I love that color!! I would try it in a 10g or, less. Test it for ammonia as there are going to be at least some organics in it if it's growing stuff. Then try it with some stems and see what happens! You may have to supplement with root tabs or O+ caps.

Bump: If you're worried about compaction then add some snails.


----------



## Mikeygmzmg (Mar 19, 2015)

very nice, that sand looks great. be sure to post some pics if you use it for your tank!


----------



## Kehy (Feb 5, 2012)

I'll be using it in a 1.5 gallon nano as a test. Put a lil bit of Osmocote on the bottom, and I'm considering dry starting it (would probably help prevent some clouding when filled). I'll have to wait until tomorrow at least to finish the set up- I'm wanting to add at least another 50% more sand. I don't know how much it will compact when wet, so better safe than sorry.

Tank: 6"x6"x10"

Planned plant list:
-Microsword
-Nymphaea daubenyana (dwarf lilly sp.)
-Rotala Roundafolia/Colorata
-Sunset Hygro

Denizens:
-Pixel (angry, spiteful crowntail betta)
-Velociraptor


----------



## WaterLife (Jul 1, 2015)

Woah, you got a big thumb. Haha only playing.

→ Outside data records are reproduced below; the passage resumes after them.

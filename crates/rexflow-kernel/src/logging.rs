//! Subscriber setup for the binary

use tracing_subscriber::EnvFilter;

/// Default level when neither `RUST_LOG` nor `--log-level` is given
pub const DEFAULT_LEVEL: &str = "info";

/// Install the global tracing subscriber
///
/// An explicit `level` wins over `RUST_LOG`; without either,
/// [`DEFAULT_LEVEL`] applies. Calling it twice is harmless.
pub fn init(level: Option<&str>) {
    let filter = match level {
        Some(level) => EnvFilter::new(level),
        None => EnvFilter::try_from_default_env().unwrap_or_else(|_| EnvFilter::new(DEFAULT_LEVEL)),
    };
    let _ = tracing_subscriber::fmt()
        .with_env_filter(filter)
        .with_target(false)
        .with_writer(std::io::stderr)
        .try_init();
}
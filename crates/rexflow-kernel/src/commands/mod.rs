//! Subcommand implementations

pub(crate) mod config;
pub(crate) mod holdout;
pub(crate) mod run;

use anyhow::Context;
use clap::ArgMatches;
use rexflow_kernel::{PipelineOptions, RexflowSettings, StepMask};
use std::path::PathBuf;

/// Settings from `--settings`, defaults otherwise
pub(crate) fn load_settings(args: &ArgMatches) -> anyhow::Result<RexflowSettings> {
    let path = args.get_one::<PathBuf>("settings");
    RexflowSettings::load(path.map(PathBuf::as_path)).context("loading settings")
}

pub(crate) fn strings(args: &ArgMatches, id: &str) -> Option<Vec<String>> {
    args.try_get_many::<String>(id)
        .ok()
        .flatten()
        .map(|values| values.cloned().collect())
}

fn flag(args: &ArgMatches, id: &str) -> bool {
    args.try_get_one::<bool>(id)
        .ok()
        .flatten()
        .copied()
        .unwrap_or(false)
}

/// Directory given to `--copy-histograms`
pub(crate) fn histogram_source(args: &ArgMatches) -> Option<&PathBuf> {
    args.try_get_one::<PathBuf>("copy-histograms").ok().flatten()
}

/// Pipeline options from the run flags present on `args`
pub(crate) fn pipeline_options(args: &ArgMatches) -> PipelineOptions {
    let steps = args
        .try_get_one::<StepMask>("steps")
        .ok()
        .flatten()
        .copied()
        .unwrap_or_else(StepMask::all);
    let mut options = PipelineOptions::default()
        .with_steps(steps)
        .with_also_blind(flag(args, "and-blind"))
        .with_systematics(strings(args, "sys"))
        .with_regions(strings(args, "regions"))
        .with_granular_ntuple(flag(args, "granular"))
        .with_histograms_copied(histogram_source(args).is_some());
    options.exclude_validation_regions = !flag(args, "include-vr");
    options
}
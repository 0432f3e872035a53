//! rexflow kernel
//!
//! Builds and runs the stage pipeline of a fit configuration:
//!
//! 1. **Arguments**: [`ArgumentBuilder`] derives every invocation from the
//!    parsed configuration
//! 2. **Graph**: [`PipelineGraph`] wires stage nodes by rank
//! 3. **Execution**: [`LocalExecutor`] runs waves on a bounded process pool,
//!    [`BatchExecutor`] renders an HTCondor DAG instead
//!
//! # Quick Start
//!
//! ```rust,ignore
//! use rexflow_kernel::prelude::*;
//!
//! let settings = RexflowSettings::load(None)?;
//! let options = PipelineOptions::default().with_steps("n,wf,dp".parse()?);
//! let executor = LocalExecutor::new(&settings, &options.required_tools())?;
//!
//! let run = PreparedRun::create(Path::new("tW.conf"), "local", None, &options, &settings, None)?;
//! let report = executor.run(&run.graph, run.workspace.root()).await?;
//! ```

#![warn(missing_docs)]
#![warn(unreachable_pub)]

pub mod arguments;
pub mod batch;
pub mod dag;
pub mod error;
pub mod executor;
pub mod logging;
pub mod pipeline;
pub mod scheduler;
pub mod settings;
pub mod types;
pub mod workspace;

pub use arguments::ArgumentBuilder;
pub use batch::BatchExecutor;
pub use dag::{PipelineGraph, PipelineOptions, StageNode};
pub use error::*;
pub use executor::{LocalExecutor, RunReport, UnitRunner};
pub use pipeline::{plan_holdouts, PreparedRun};
pub use settings::RexflowSettings;
pub use types::*;
pub use workspace::Workspace;

/// Common imports
pub mod prelude {
    pub use crate::arguments::{ArgumentBuilder, GranularNtuple};
    pub use crate::batch::{BatchExecutor, CondorDag, CondorJob};
    pub use crate::dag::{PipelineGraph, PipelineOptions, StageNode};
    pub use crate::error::{GraphError, PipelineError, SettingsError};
    pub use crate::executor::{LocalExecutor, ProcessRunner, RunReport, UnitOutcome, UnitRunner, WaveReport};
    pub use crate::pipeline::{plan_holdouts, PreparedRun};
    pub use crate::scheduler::{Schedule, Wave, WorkUnit};
    pub use crate::settings::{BlindSettings, CondorSettings, RexflowSettings, ToolPaths};
    pub use crate::types::{Invocation, StageKind, Step, StepMask, Tool, Variant};
    pub use crate::workspace::Workspace;
}

/// Version information
pub const VERSION: &str = env!("CARGO_PKG_VERSION");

Hi Kehy. Another Washingtonian I see haha. If you are just looking for cheap sand, you can get a 100lb bag from Home Depot for $8.88 (that's really the price). It's a fine-grain, beige sand (not the regular quik-rete play sand or pool filter sand, just another all purpose silica sand. yes silica sand is fine. one of the LFS even sells it by the lb.).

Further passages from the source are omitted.